Years 11 & 12 Category: Judges’ Choice

Home2018 Winning Entries > Years 11 & 12 Category > Mors Vincit Omnia by Wilbur Nelson

Mors Vincit Omnia

by Wilbur Nelson, Canberra College

Gods fill the hearts of a crowd with fear. Wonderment. Reverence. There is no doubt: these awesome behemoths created the ground on which the gathering stands, the water that falls from the sky, and the wind that buffets them. The wrath of the divine is ever-present. So tiny do these people feel in comparison that their every action and thought is marked by fearful adulation of creators whose benevolence is at best ambiguous. These gods, with names like An, and Enlil, and Enki, undeniably exist, such is their tangible influence on these people. And yet, for all their might, these gods will die with their subjects. They will fall from overlords to minor footnotes as new societies construct their own deities. New gods will fill younger hearts with fear.

The sun beats down on a man’s neck as he works the field. In his tattered clothes he swings a rusty tool at the earth. At the day’s end he will return to his crowded dwelling. This time of the Republic is uncertain. As the centuries follow his life, all aspects of it will cease to exist. His clothes will burn, or wear down into nothingness; the tool he swings will eventually crumble, and the copper comprising it will return to the ground from which it was exhumed. Distant future rebellions will demolish his house. Indeed, the very Republic in which he lives will give way to an Empire, that itself will die a thousand years later. All physical evidence of his time on this planet will be reclaimed by nature, all memory of his experience lost to time. The sun will beat down on new necks.

Children play on a beach for hours on end. They kick up sand, collect shells, build elaborate castles. Before they fall asleep that night, the waves will reclaim all that they displaced. The surface will be smoothed out by an endless supply of waves. Elsewhere, hikers look out across an alpine valley in the early morning. They marvel at the way the sun catches the treetops. They capture a photo to remember the moment, and vow to eventually return to that exact place. But the trees soon become overgrown, that place no longer offering the cherished view. The forest swells and shrinks sporadically. New vistas will emerge, but none exactly like this one. The landscape cares not for sentiment.

“Historia Vitae Magistra”

Some 1,948 years after its construction, the Flavian Amphitheatre still casts its shadow over a young tourist. Long after its commissioning emperor is dead, long after the civilization that birthed it is dissolved, long after the last audience member has departed, the structure remains as a grand vestige of Roman culture. Memories of barbarous excitement – slaves, prisoners, warriors forced to fight to the death – are transcended by greater truths. Human design, ingenuity, grandeur; an appreciation for culture, a sense of theatre; all manifested in this time-worn colosseum.

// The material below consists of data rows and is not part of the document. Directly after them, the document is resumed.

impl WindowModel {
    pub fn wid(&self) -> Wid {
        self.wid
    }

    /// Rectangle captured at collection time.
    pub fn rect(&self) -> Rect {
        self.rect
    }

    pub fn resizable(&self) -> bool {
        self.resizable
    }

    /// `false` if the window was minimized when captured.
    pub fn restored(&self) -> bool {
        self.restored
    }

    pub fn title(&self) -> &str {
        &self.title
    }

    /// Application name.
    pub fn name(&self) -> &str {
        &self.name
    }

    pub fn icon(&self) -> Option<&Arc<IconImage>> {
        self.icon.as_ref()
    }

    /// Workspace captured at collection time.
    pub fn workspace(&self) -> WorkspaceId {
        self.workspace
    }

    /// Pending rectangle, if any.
    pub fn changed(&self) -> Option<Rect> {
        self.changed
    }

    /// Pending workspace, if any.
    pub fn changed_ws(&self) -> Option<WorkspaceId> {
        self.changed_ws
    }

    pub fn is_changed(&self) -> bool {
        self.changed.is_some() || self.changed_ws.is_some()
    }

    pub fn is_ws_changed(&self) -> bool {
        self.changed_ws.is_some()
    }

    /// Whether the pending rectangle differs in size from the captured one.
    pub fn is_resized(&self) -> bool {
        self.changed.is_some_and(|c| c.size() != self.rect.size())
    }

    /// Where the window is (or will be, once committed).
    pub fn target_rect(&self) -> Rect {
        self.changed.unwrap_or(self.rect)
    }

    /// Workspace the window is (or will be) on.
    pub fn target_workspace(&self) -> WorkspaceId {
        self.changed_ws.unwrap_or(self.workspace)
    }

    /// Apply `change` to the pending state.
    ///
    /// Rectangle changes are all-or-nothing: if the merged result is smaller
    /// than `limits`, or alters the size of a non-resizable window, the
    /// pending rectangle is reset to empty instead.  Returns whether the
    /// change was accepted.
    pub fn set_changed(&mut self, change: Change, limits: &SizeLimits) -> bool {
        let candidate = match change {
            Change::Workspace(ws) => {
                self.changed_ws = Some(ws);
                return true;
            }
            Change::ClearRect => {
                self.changed = None;
                return true;
            }
            Change::Reset => {
                self.changed = None;
                self.changed_ws = None;
                return true;
            }
            Change::Rect(rect) => rect,
            Change::Components { x, y, w, h } => {
                let base = self.changed.unwrap_or(self.rect);
                Rect::new(
                    x.unwrap_or(base.x),
                    y.unwrap_or(base.y),
                    w.unwrap_or(base.w),
                    h.unwrap_or(base.h),
                )
            }
        };

        let size_ok = self.resizable || candidate.size() == self.rect.size();
        if size_ok && limits.admits(&candidate) {
            self.changed = Some(candidate);
            true
        } else {
            self.changed = None;
            false
        }
    }

    /// Apply a dynamically typed change request.
    ///
    /// Any ill-typed request resets both pending fields.
    pub fn set_changed_raw(
        &mut self,
        request: &Value,
        limits: &SizeLimits,
    ) -> Result<(), ChangeError> {
        match Change::try_from(request) {
            Ok(change) => {
                self.set_changed(change, limits);
                Ok(())
            }
            Err(e) => {
                self.set_changed(Change::Reset, limits);
                Err(e)
            }
        }
    }

    /// Size implied by a lower-right corner at `(x, y)`, measured from the
    /// upper-left corner already stored in `changed`.
    ///
    /// `None` when nothing is pending or `(x, y)` is not strictly south-east
    /// of that corner.
    pub fn wh_from_ending_xy(&self, x: i32, y: i32) -> Option<(i32, i32)> {
        self.rect_from_ending_xy(Corner::TopLeft, x, y).map(|r| r.size())
    }

    /// Rectangle spanned by the `pinned` corner of `changed` and the
    /// opposite corner dragged to `(x, y)`.
    ///
    /// `None` when nothing is pending or the drag collapses or inverts the
    /// rectangle.
    pub fn rect_from_ending_xy(&self, pinned: Corner, x: i32, y: i32) -> Option<Rect> {
        let anchor = self.changed?.corner(pinned);
        Rect::from_corners(anchor, pinned.opposite(), (x, y))
    }
}

//  Tests

#[cfg(test)]
pub(crate) mod tests {
    use super::*;
    use serde_json::json;

    pub(crate) fn info(wid: u64, rect: Rect, resizable: bool) -> WindowInfo {
        WindowInfo {
            wid: Wid(wid),
            rect,
            resizable,
            restored: true,
            title: format!("window {}", wid),
            name: "app".into(),
            icon: None,
            workspace: WorkspaceId(0),
        }
    }

    fn limits() -> SizeLimits {
        SizeLimits {
            min_width: 50,
            min_height: 40,
        }
    }

    fn model(resizable: bool) -> WindowModel {
        WindowModel::from(info(1, Rect::new(100, 100, 400, 300), resizable))
    }

    #[test]
    fn workspace_id_encoding() {
        let ws = WorkspaceId::new(1, 2);
        assert_eq!(ws, WorkspaceId(1002));
        assert_eq!(ws.screen(), 1);
        assert_eq!(ws.ordinal(), 2);
    }

    #[test]
    fn placeholder_is_opaque_grey() {
        let img = IconImage::placeholder(1, 1);
        assert_eq!((img.width, img.height), (1, 1));
        assert_eq!(img.pixels, vec![0x80, 0x80, 0x80, 0xff]);
        assert_eq!(IconImage::placeholder(3, 2).pixels.len(), 24);
    }

    #[test]
    fn fresh_model_has_no_changes() {
        let m = model(true);
        assert!(!m.is_changed());
        assert!(!m.is_ws_changed());
        assert_eq!(m.target_rect(), Rect::new(100, 100, 400, 300));
    }

    #[test]
    fn partial_merge_falls_back_to_rect() {
        let mut m = model(true);
        assert!(m.set_changed(Change::position(10, 20), &limits()));
        assert_eq!(m.changed(), Some(Rect::new(10, 20, 400, 300)));
        assert!(m.set_changed(
            Change::Components {
                x: None,
                y: None,
                w: Some(200),
                h: None
            },
            &limits()
        ));
        assert_eq!(m.changed(), Some(Rect::new(10, 20, 200, 300)));
        assert!(m.is_resized());
    }

    #[test]
    fn rect_replaces_wholesale() {
        let mut m = model(true);
        m.set_changed(Change::position(10, 20), &limits());
        m.set_changed(Change::Rect(Rect::new(1, 2, 300, 200)), &limits());
        assert_eq!(m.changed(), Some(Rect::new(1, 2, 300, 200)));
    }

    #[test]
    fn too_small_resets_changed() {
        let mut m = model(true);
        m.set_changed(Change::position(10, 20), &limits());
        assert!(!m.set_changed(Change::Rect(Rect::new(0, 0, 10, 10)), &limits()));
        assert_eq!(m.changed(), None);
    }

    #[test]
    fn non_resizable_keeps_size() {
        let mut m = model(false);
        assert!(m.set_changed(Change::position(5, 5), &limits()));
        assert_eq!(m.changed(), Some(Rect::new(5, 5, 400, 300)));
        assert!(!m.set_changed(Change::Rect(Rect::new(5, 5, 200, 300)), &limits()));
        assert_eq!(m.changed(), None);
    }

    #[test]
    fn workspace_change_leaves_rect_alone() {
        let mut m = model(true);
        m.set_changed(Change::position(5, 5), &limits());
        m.set_changed(Change::Workspace(WorkspaceId(1002)), &limits());
        assert_eq!(m.changed_ws(), Some(WorkspaceId(1002)));
        assert_eq!(m.changed(), Some(Rect::new(5, 5, 400, 300)));
        assert!(m.is_ws_changed());
    }

    #[test]
    fn raw_forms_are_parsed() {
        let mut m = model(true);
        m.set_changed_raw(&json!({"x": 7, "h": 120}), &limits()).unwrap();
        assert_eq!(m.changed(), Some(Rect::new(7, 100, 400, 120)));
        m.set_changed_raw(&json!({"rect": [1, 2, 300, 200]}), &limits()).unwrap();
        assert_eq!(m.changed(), Some(Rect::new(1, 2, 300, 200)));
        m.set_changed_raw(&json!({"ws": 1001}), &limits()).unwrap();
        assert_eq!(m.changed_ws(), Some(WorkspaceId(1001)));
    }

    #[test]
    fn ill_typed_raw_request_resets_everything() {
        let bad = [
            json!({"x": "ten"}),
            json!({"x": 1.5}),
            json!({"rect": [1, 2, 3]}),
            json!({"rect": [1, 2, 3, "4"]}),
            json!({"ws": -1}),
            json!({"z": 4}),
            json!({"rect": [1, 2, 300, 200], "x": 3}),
            json!([1, 2, 3, 4]),
            json!({}),
        ];
        for request in bad {
            let mut m = model(true);
            m.set_changed(Change::position(10, 20), &limits());
            m.set_changed(Change::Workspace(WorkspaceId(3)), &limits());
            assert!(m.set_changed_raw(&request, &limits()).is_err(), "{request}");
            assert_eq!(m.changed(), None, "{request}");
            assert_eq!(m.changed_ws(), None, "{request}");
        }
    }

    #[test]
    fn wh_from_ending_xy_needs_south_east_point() {
        let mut m = model(true);
        assert_eq!(m.wh_from_ending_xy(900, 900), None);
        m.set_changed(Change::position(300, 300), &limits());
        assert_eq!(m.wh_from_ending_xy(400, 500), Some((100, 200)));
        assert_eq!(m.wh_from_ending_xy(300, 500), None);
        assert_eq!(m.wh_from_ending_xy(400, 300), None);
        assert_eq!(m.wh_from_ending_xy(250, 400), None);
    }

    #[test]
    fn rect_from_ending_xy_pins_any_corner() {
        let mut m = model(true);
        assert_eq!(m.rect_from_ending_xy(Corner::TopLeft, 900, 900), None);
        m.set_changed(Change::Rect(Rect::new(300, 300, 200, 100)), &limits());
        assert_eq!(
            m.rect_from_ending_xy(Corner::TopLeft, 400, 500),
            Some(Rect::new(300, 300, 100, 200))
        );
        // Pinned bottom-right at (500, 400).
        assert_eq!(
            m.rect_from_ending_xy(Corner::BottomRight, 420, 350),
            Some(Rect::new(420, 350, 80, 50))
        );
        assert_eq!(m.rect_from_ending_xy(Corner::BottomRight, 520, 350), None);
        // Pinned top-right at (500, 300).
        assert_eq!(
            m.rect_from_ending_xy(Corner::TopRight, 450, 360),
            Some(Rect::new(450, 300, 50, 60))
        );
    }

    #[test]
    fn clear_rect_keeps_workspace() {
        let mut m = model(true);
        m.set_changed(Change::position(5, 5), &limits());
        m.set_changed(Change::Workspace(WorkspaceId(1002)), &limits());
        m.set_changed(Change::ClearRect, &limits());
        assert_eq!(m.changed(), None);
        assert_eq!(m.changed_ws(), Some(WorkspaceId(1002)));
    }

    #[test]
    fn argb_conversion() {
        let img = IconImage::from_argb(1, 1, [0x80ff0010]);
        assert_eq!(img.pixels, vec![0xff, 0x00, 0x10, 0x80]);
    }
}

A young boy in Florence sees the sign as he enters: Museo Galileo. Inside, he is captivated by a quaint, ornate telescope behind the glass. He bends over to try and squint through the lens. Centuries before him, the inquisitive eyes of Galileo confirmed heliocentrism through the same lens. As declared by the Catholic monolith, Galileo was for this a heretic and a liar. Reality, however, remained the same; and in the face of dogma and deception, science prevailed. A precursor of the scientific revolution, the telescope declares from its stand: “Truth, above all else”.

Rain pelts the site of Auschwitz-Birkenau. Years of post-war rumination detract not from the atrocity of its past. A man walks through the facility, past cells and chambers and watchtowers. The place evokes a strange emotion. Something in between fear and melancholy and disgust. The man doesn’t enjoy his visit. The memory sits heavy in his stomach. But he knows, deep within him, that enjoyment is not the product offered by a preserved Auschwitz-Birkenau. Knowledge and an incessant reminder is what it offers. Contained within the weathered walls is the certainty of human cruelty, its eagerness to bear its teeth, and the necessity of its containment.

Judges’ Comments

This piece which is a creative response to Basho’s “Narrow Road to a Far Province” engaged immediately. The Latin quotations of  “Mors Vincit Omnia” (Death Conquers All) and “Historia Vitae Magistra” (History is Life’s Teacher) provide the thematic framework for the subsequent paragraphs. Each paragraph provokes thought and invites reflection.